Bab 11. Kabur Dari Pemotretan

665 102 3
                                    

"Kenapa kamu tidak menerima telepon dari papa?. Kalau papa menghubungi kamu, itu artinya papa perlu sama kamu." Tanya Sean
tidak sabar.

la sedikit kecewa dengan apa yang telah putranya lakukan padanya, sehingga ketika ia pulang kerja sore harinya, ia langsung.menuju rumah sang putra meski harus memberikan begitu banyak alasan agar Gracia tidak curiga.

Ferrel cuek. Dia tidak mengindahkan apa yang dikatakan ayahnya. Ia masuk ke kamarnya, mengambil pakaiannya, dan masuk ke kamar mandi begitu saja.

"Hei, Ferrel!. Papa ngomong dijawab, jangan cuek gitu!" Teriak Sean.

"Pulang saja, pa. Jangan banyak bicara. Besok kita bicara saja!" Balas Ferrel dari dalam kamar mandi.
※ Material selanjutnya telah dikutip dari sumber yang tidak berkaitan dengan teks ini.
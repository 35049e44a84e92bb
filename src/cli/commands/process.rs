use anyhow::Result;
use std::io;

use super::{connect, print_stream};
use crate::app::{APP_TITLE, VERSION};
use crate::cli::ProcessArgs;
use crate::config::AppConfig;
use crate::input::InputReader;
use crate::llm::{LlmConfig, PricingDisplay, process_ai_request, stream_ai_response, usage_report};
use crate::output::{self, DisplayFormat};
use crate::ui::{Spinner, Style};

pub async fn run_process(args: ProcessArgs) -> Result<()> {
    if args.version {
        println!("{}", version_line());
        return Ok(());
    }

    tracing::debug!("starting process command");
    let (config, llm_config, client) = connect(&args.overrides())?;

    if config.debug {
        print_configuration(&config, &llm_config, args.pricing, args.display_format);
    }

    let prompt = InputReader::resolve(args.prompt.as_deref(), args.input_file.as_deref()).await?;
    tracing::debug!(chars = prompt.len(), "processing prompt");

    if args.stream {
        eprintln!("{}", Style::secondary("Streaming response..."));
        let stream =
            stream_ai_response(&client, &llm_config, &prompt, &args.system_prompt).await?;
        print_stream(stream, &mut io::stdout()).await?;
    } else {
        let spinner = Spinner::new("Thinking...");
        let completion =
            process_ai_request(&client, &llm_config, &prompt, &args.system_prompt).await;
        spinner.stop();
        let completion = completion?;

        output::display_response(&completion.content, args.display_format)?;

        if let Some(report) = usage_report(completion.usage.as_ref(), args.pricing) {
            eprintln!("{}", Style::secondary(report));
        }
    }

    tracing::debug!("process command completed");
    Ok(())
}

fn version_line() -> String {
    format!("{} version {}", Style::title(APP_TITLE), Style::version(VERSION))
}

fn print_configuration(
    config: &AppConfig,
    llm_config: &LlmConfig,
    pricing: PricingDisplay,
    display_format: DisplayFormat,
) {
    let rows = [
        ("AI Provider", config.ai_provider.to_string()),
        ("Model", llm_config.model_name.clone()),
        ("Light Model", config.light_model.to_string()),
        (
            "Base URL",
            config.ai_base_url.clone().unwrap_or_else(|| "default".to_string()),
        ),
        ("Temperature", config.temperature.to_string()),
        ("Debug", config.debug.to_string()),
        ("Pricing", format!("{pricing:?}").to_lowercase()),
        ("Display Format", display_format.to_string()),
    ];

    eprintln!("{}", Style::header("Configuration"));
    for (label, value) in rows {
        eprintln!("  {} {}", Style::label(format!("{label}:")), Style::value(value));
    }
    eprintln!();
}
//! Configuration: the TOML file, CLI override merging, and environment checks.

mod env;
mod manager;
mod temperature;

pub use env::{load_env_files, validate_environment, validate_environment_with};
pub use manager::{
    AppConfig, CliOverrides, ConfigFile, ConfigManager, EXAMPLE_CONFIG, create_example_config,
    load_config_file, merge_config,
};
pub use temperature::{
    DEFAULT_TEMPERATURE, MAX_TEMPERATURE, MIN_TEMPERATURE, Temperature, TemperatureError,
};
Sean kesal. la ingin membanting segala hal yang ada di hadapannya, namun itu bukan miliknya. Pada akhirnya, menjadi seorang papa dari Ferrel harus benar-benar menyetok banyak kesabaran.
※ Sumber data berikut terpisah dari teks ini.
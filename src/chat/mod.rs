//! Interactive chat mode.
//!
//! Provides a REPL-style interface with slash commands.

/// Slash command parsing and autocomplete.
pub mod command;
mod session;
mod ui;

pub use session::{ChatSession, LineSource, PromptLines, ReaderLines};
"Aish! Awas aja kalau besok malah ngapain lagi. Aku aduin ke mama, mampus kamu Rel!"

Dengan sangat terpaksa, Sean keluar dari kamar itu dan pulang setelah
Kehadirannya di rumah anaknya sendiri, tidak diharapkan. Bahkan ia diusir pula. Cuek. Keras kepala. Tapi, ingat satu hal yang sudah tidak membuatnya heran sejak awal.
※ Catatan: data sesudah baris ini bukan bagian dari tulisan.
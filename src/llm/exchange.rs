//! The message pair sent with every request, and response content decoding.

use serde::{Deserialize, Serialize};

#[derive(Debug, Clone, Copy, PartialEq, Eq, Serialize)]
#[serde(rename_all = "lowercase")]
pub enum Role {
    System,
    User,
}

#[derive(Debug, Clone, PartialEq, Eq, Serialize)]
pub struct Message {
    pub role: Role,
    pub content: String,
}

/// A system message followed by a user message.
///
/// Built fresh for each request and never reused.
#[derive(Debug, Clone, PartialEq, Eq)]
pub struct Exchange {
    system: Message,
    user: Message,
}

impl Exchange {
    pub fn new(system_prompt: impl Into<String>, prompt: impl Into<String>) -> Self {
        Self {
            system: Message {
                role: Role::System,
                content: system_prompt.into(),
            },
            user: Message {
                role: Role::User,
                content: prompt.into(),
            },
        }
    }

    /// The messages in wire order: system first, then user.
    pub const fn messages(&self) -> [&Message; 2] {
        [&self.system, &self.user]
    }

    pub fn system_prompt(&self) -> &str {
        &self.system.content
    }

    pub fn prompt(&self) -> &str {
        &self.user.content
    }
}

/// Message content as returned by OpenAI-compatible endpoints.
///
/// Most providers send a plain string; some send an array of typed parts.
#[derive(Debug, Clone, PartialEq, Eq, Deserialize)]
#[serde(untagged)]
pub enum MessageContent {
    Text(String),
    Parts(Vec<ContentPart>),
}

#[derive(Debug, Clone, PartialEq, Eq, Deserialize)]
pub struct ContentPart {
    #[serde(default)]
    pub text: Option<String>,
}

impl MessageContent {
    /// Flattens the content into plain text.
    ///
    /// Strings pass through unchanged. Part arrays become the in-order
    /// concatenation of each part's `text`; parts without text (images,
    /// tool calls, ...) contribute nothing.
    pub fn into_text(self) -> String {
        match self {
            Self::Text(text) => text,
            Self::Parts(parts) => parts.into_iter().filter_map(|part| part.text).collect(),
        }
    }
}

/// Coerces optional content into text; `None` becomes the empty string.
pub fn content_to_text(content: Option<MessageContent>) -> String {
    content.map(MessageContent::into_text).unwrap_or_default()
}

#[cfg(test)]
#[allow(clippy::unwrap_used)]
mod tests {
    use super::*;

    #[test]
    fn test_exchange_order() {
        let exchange = Exchange::new("You are terse.", "Hi");
        let [system, user] = exchange.messages();
        assert_eq!(system.role, Role::System);
        assert_eq!(system.content, "You are terse.");
        assert_eq!(user.role, Role::User);
        assert_eq!(user.content, "Hi");
    }

    #[test]
    fn test_exchange_serializes_as_chat_messages() {
        let exchange = Exchange::new("sys", "usr");
        let json = serde_json::to_value(exchange.messages()).unwrap();
        assert_eq!(
            json,
            serde_json::json!([
                {"role": "system", "content": "sys"},
                {"role": "user", "content": "usr"}
            ])
        );
    }

    #[test]
    fn test_string_content_passes_through() {
        let content: MessageContent = serde_json::from_str(r#""Hello""#).unwrap();
        assert_eq!(content.into_text(), "Hello");
    }

    #[test]
    fn test_part_content_concatenates_text_parts() {
        let content: MessageContent = serde_json::from_str(
            r#"[
                {"type": "text", "text": "Hel"},
                {"type": "image_url", "image_url": {"url": "http://x"}},
                {"type": "text", "text": "lo"}
            ]"#,
        )
        .unwrap();
        assert_eq!(content.into_text(), "Hello");
    }

    #[test]
    fn test_untyped_parts_still_contribute_text() {
        let content: MessageContent =
            serde_json::from_str(r#"[{"text": "plain"}, {"type": "text"}]"#).unwrap();
        assert_eq!(content.into_text(), "plain");
    }

    #[test]
    fn test_missing_content_is_empty() {
        assert_eq!(content_to_text(None), "");
    }
}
Keduanya memang memiliki kepribadian yang sama. Buah jatuh memang tak jauh dari pohonnya.

***

Perasaan Ferrel semakin gelisah dan tidak bisa tenang. Berulang kali, bahkan sampai membuatnya kesal pada dirinya sendiri, tetapi ia tetap memikirkan wanita yang sudah ia tinggalin di saat-saat berduka seperti itu. Ada sedikit penyesalan dalam dirinya.

Sudah jam 2 siang dan Ferrel juga belum tidur, padahal dia tahu kalau dia ada fotoshoot besok paginya. Ia tahu kalau begadang tidak akan membuatnya fit, apalagi sebelumnya ia sudah berselisih dengan Arman.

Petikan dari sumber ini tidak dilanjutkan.